■ **WHAT YOU ARE ASKED TO DO**: A word-for-word transcription of all the data is required.

AVAILABLE DATA START

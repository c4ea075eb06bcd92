//! ClickHouse health checks and schema migration.

use crate::client::ClickHouseClient;
use crate::error::classify;
use crate::schema::{all_tables, create_database};
use pirsch_core::Result;
use tracing::{debug, error, info};

/// Check ClickHouse connection health.
pub async fn check_connection(client: &ClickHouseClient) -> bool {
    match client.inner().query("SELECT 1").fetch_one::<u8>().await {
        Ok(_) => {
            debug!("ClickHouse connection healthy");
            true
        }
        Err(e) => {
            error!("ClickHouse health check failed: {}", e);
            false
        }
    }
}

/// Creates the database and all tables if they do not exist.
pub async fn init_schema(client: &ClickHouseClient) -> Result<()> {
    let database = &client.config().database;
    client
        .server()
        .query(&create_database(database))
        .execute()
        .await
        .map_err(|e| classify("create database", e))?;

    for ddl in all_tables() {
        client
            .inner()
            .query(ddl)
            .execute()
            .await
            .map_err(|e| classify("create table", e))?;
    }

    info!(database = %database, "ClickHouse schema initialized");
    Ok(())
}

AVAILABLE DATA END

■ **ANSWER TO THIS TASK**:
repository c4ea075eb06bcd92
//! ClickHouse health checks and schema migration.

use crate::client::ClickHouseClient;
use crate::error::classify;
use crate::schema::{all_tables, create_database};
use pirsch_core::Result;
use tracing::{debug, error, info};

/// Check ClickHouse connection health.
pub async fn check_connection(client: &ClickHouseClient) -> bool {
    match client.inner().query("SELECT 1").fetch_one::<u8>().await {
        Ok(_) => {
            debug!("ClickHouse connection healthy");
            true
        }
        Err(e) => {
            error!("ClickHouse health check failed: {}", e);
            false
        }
    }
}

/// Creates the database and all tables if they do not exist.
pub async fn init_schema(client: &ClickHouseClient) -> Result<()> {
    let database = &client.config().database;
    client
        .server()
        .query(&create_database(database))
        .execute()
        .await
        .map_err(|e| classify("create database", e))?;

    for ddl in all_tables() {
        client
            .inner()
            .query(ddl)
            .execute()
            .await
            .map_err(|e| classify("create table", e))?;
    }

    info!(database = %database, "ClickHouse schema initialized");
    Ok(())
}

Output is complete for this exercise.